8. China hardens line
The Chengdu Commercial Daily, in the capital of Sichuan Province. (Photo courtesy Kevin Rudd)

Axios AM reader Kevin Rudd, the former Australian prime minister, sends Axios' Jonathan Swan this dispatch on the trade war, from Beijing:

  • "This morning’s papers ... are quite hardline."
  • Rudd calls the latest Chinese stipulations "a reasonably firm 'screw you.'"

Between the lines, from Sinocism's Bill Bishop: The Chinese are digging in, with official media over the weekend making it clear what China won’t agree to."
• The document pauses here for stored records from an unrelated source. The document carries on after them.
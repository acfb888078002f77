#[cfg(test)]
#[path = "translations_test.rs"]
mod tests;

use crate::domain::models::Language;

/// User-facing strings the assistant emits on its own behalf.
#[derive(Clone, Copy, Debug, PartialEq, Eq)]
pub enum Phrase {
    Welcome,
    ConnectionError,
    EmptyReply,
    Offline,
    Listening,
    BackendUnreachable,
}

fn english(phrase: Phrase) -> &'static str {
    match phrase {
        Phrase::Welcome => return "Hello! Ask me about agriculture.",
        Phrase::ConnectionError => {
            return "Sorry, I cannot connect to the server. Please ensure the backend is running."
        }
        Phrase::EmptyReply => return "The server is running but returned no data.",
        Phrase::Offline => {
            return "You are offline. I will answer as soon as you are connected again."
        }
        Phrase::Listening => return "Listening...",
        Phrase::BackendUnreachable => {
            return "I can't reach the farm assistant server right now. You can keep typing, answers will fail until it is back."
        }
    }
}

fn hindi(phrase: Phrase) -> Option<&'static str> {
    match phrase {
        Phrase::Welcome => return Some("नमस्ते! खेती के बारे में मुझसे पूछें।"),
        Phrase::ConnectionError => {
            return Some("क्षमा करें, मैं सर्वर से कनेक्ट नहीं कर पा रहा हूँ।")
        }
        Phrase::EmptyReply => return Some("सर्वर चल रहा है लेकिन कोई जवाब नहीं मिला।"),
        Phrase::Offline => {
            return Some("आप ऑफ़लाइन हैं। कनेक्ट होते ही मैं जवाब दूँगा।")
        }
        Phrase::Listening => return Some("सुन रहा हूँ..."),
        Phrase::BackendUnreachable => return None,
    }
}

fn tamil(phrase: Phrase) -> Option<&'static str> {
    match phrase {
        Phrase::Welcome => {
            return Some("வணக்கம்! விவசாயம் பற்றி என்னிடம் கேளுங்கள்.")
        }
        Phrase::ConnectionError => {
            return Some("மன்னிக்கவும், சர்வருடன் இணைக்க முடியவில்லை.")
        }
        Phrase::Offline => return Some("நீங்கள் ஆஃப்லைனில் உள்ளீர்கள்."),
        Phrase::Listening => return Some("கேட்கிறேன்..."),
        _ => return None,
    }
}

fn telugu(phrase: Phrase) -> Option<&'static str> {
    match phrase {
        Phrase::Welcome => {
            return Some("నమస్కారం! వ్యవసాయం గురించి నన్ను అడగండి.")
        }
        Phrase::ConnectionError => {
            return Some("క్షమించండి, సర్వర్‌కు కనెక్ట్ కాలేకపోతున్నాను.")
        }
        Phrase::Offline => return Some("మీరు ఆఫ్‌లైన్‌లో ఉన్నారు."),
        Phrase::Listening => return Some("వింటున్నాను..."),
        _ => return None,
    }
}

fn kannada(phrase: Phrase) -> Option<&'static str> {
    match phrase {
        Phrase::Welcome => {
            return Some("ನಮಸ್ಕಾರ! ಕೃಷಿಯ ಬಗ್ಗೆ ನನ್ನನ್ನು ಕೇಳಿ.")
        }
        Phrase::Offline => return Some("ನೀವು ಆಫ್‌ಲೈನ್‌ನಲ್ಲಿದ್ದೀರಿ."),
        Phrase::Listening => return Some("ಕೇಳುತ್ತಿದ್ದೇನೆ..."),
        _ => return None,
    }
}

/// Localized text for `phrase`, falling back to English for languages or
/// phrases without a translation.
pub fn translate(language: Language, phrase: Phrase) -> &'static str {
    let localized = match language {
        Language::Hi => hindi(phrase),
        Language::Ta => tamil(phrase),
        Language::Te => telugu(phrase),
        Language::Kn => kannada(phrase),
        _ => None,
    };

    return localized.unwrap_or_else(|| return english(phrase));
}
/// A host primitive that may or may not exist on this device. Resolved once
/// at startup and handed to the controllers that consume it.
pub enum Capability<T> {
    Available(T),
    Unavailable,
}

impl<T> Capability<T> {
    pub fn from_option(handle: Option<T>) -> Capability<T> {
        match handle {
            Some(handle) => return Capability::Available(handle),
            None => return Capability::Unavailable,
        }
    }

    pub fn get(&self) -> Option<&T> {
        match self {
            Capability::Available(handle) => return Some(handle),
            Capability::Unavailable => return None,
        }
    }

    pub fn is_available(&self) -> bool {
        return matches!(self, Capability::Available(_));
    }
}

impl<T> Default for Capability<T> {
    fn default() -> Capability<T> {
        return Capability::Unavailable;
    }
}
#[cfg(test)]
#[path = "voice_test.rs"]
mod tests;

use serde_derive::Deserialize;
use serde_derive::Serialize;
use strum::EnumIter;
use strum::EnumVariantNames;
use strum::IntoEnumIterator;

/// How the microphone is driven. Orthogonal to the interaction status.
#[derive(
    Clone,
    Copy,
    Debug,
    Default,
    PartialEq,
    Eq,
    EnumIter,
    EnumVariantNames,
    strum::Display,
    Serialize,
    Deserialize,
)]
#[strum(serialize_all = "kebab-case")]
#[serde(rename_all = "kebab-case")]
pub enum VoiceMode {
    Off,
    #[default]
    PushToTalk,
    Continuous,
}

impl VoiceMode {
    pub fn parse(text: &str) -> Option<VoiceMode> {
        let text = text.trim();
        if text == "ptt" {
            return Some(VoiceMode::PushToTalk);
        }
        return VoiceMode::iter().find(|e| return e.to_string() == text);
    }
}

/// Rendering parameters for local speech synthesis.
#[derive(Clone, Copy, Debug, PartialEq, Serialize, Deserialize)]
#[serde(rename_all = "camelCase")]
pub struct VoiceSettings {
    pub rate: f32,
    pub pitch: f32,
    pub volume: f32,
    pub voice_index: usize,
}

impl Default for VoiceSettings {
    fn default() -> VoiceSettings {
        return VoiceSettings {
            rate: 1.0,
            pitch: 1.0,
            volume: 1.0,
            voice_index: 0,
        };
    }
}

impl VoiceSettings {
    pub fn new(rate: f32, pitch: f32, volume: f32, voice_index: usize) -> VoiceSettings {
        return VoiceSettings {
            rate,
            pitch,
            volume,
            voice_index,
        }
        .clamped();
    }

    pub fn clamped(self) -> VoiceSettings {
        return VoiceSettings {
            rate: clamp_or(self.rate, 0.5, 2.0, 1.0),
            pitch: clamp_or(self.pitch, 0.0, 2.0, 1.0),
            volume: clamp_or(self.volume, 0.0, 1.0, 1.0),
            voice_index: self.voice_index,
        };
    }
}

fn clamp_or(value: f32, min: f32, max: f32, fallback: f32) -> f32 {
    if value.is_nan() {
        return fallback;
    }
    return value.clamp(min, max);
}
  • "Now that that's been done officially, it'll be hard for Chinese officials to walk back, even if they wanted to."
  • Subscribe to Bill Bishop's Sinocism.

P.S. ... Larry Kudlow, Trump's economic adviser, asked by Chris Wallace on "Fox News Sunday" if it's U.S. businesses and consumers who pay tariffs on China:

  • "Yes, I don't disagree with that. Again, both sides will suffer on this."
  • Why it matters: Trump insisted in a tweet, incorrectly, that China pays.
9. Russia's new "economic warfare"

Russia is spreading propaganda about a phony "5G Apocalypse" in an effort to make Americans fear the technology, the N.Y. Times' Bill Broad reports.

  • But Putin in February "ordered the launch of Russian 5G networks in a tone evoking optimism rather than doom."

Why it matters: The attack on 5G by Russian network RT America is geopolitically bold, targeting "interconnected, futuristic technologies that would reach into consumers’ homes, aid national security and spark innovative industries."

10. 🏀 1 hoop thing

Illustration: Rebecca Zisser/Axios

NBA final four: In the West, the Golden State Warriors play a best-of-seven series against the Portland Trail Blazers. And in the East, the Milwaukee Bucks face the Toronto Raptors. That'll determine who tips off in the NBA Finals beginning May 30.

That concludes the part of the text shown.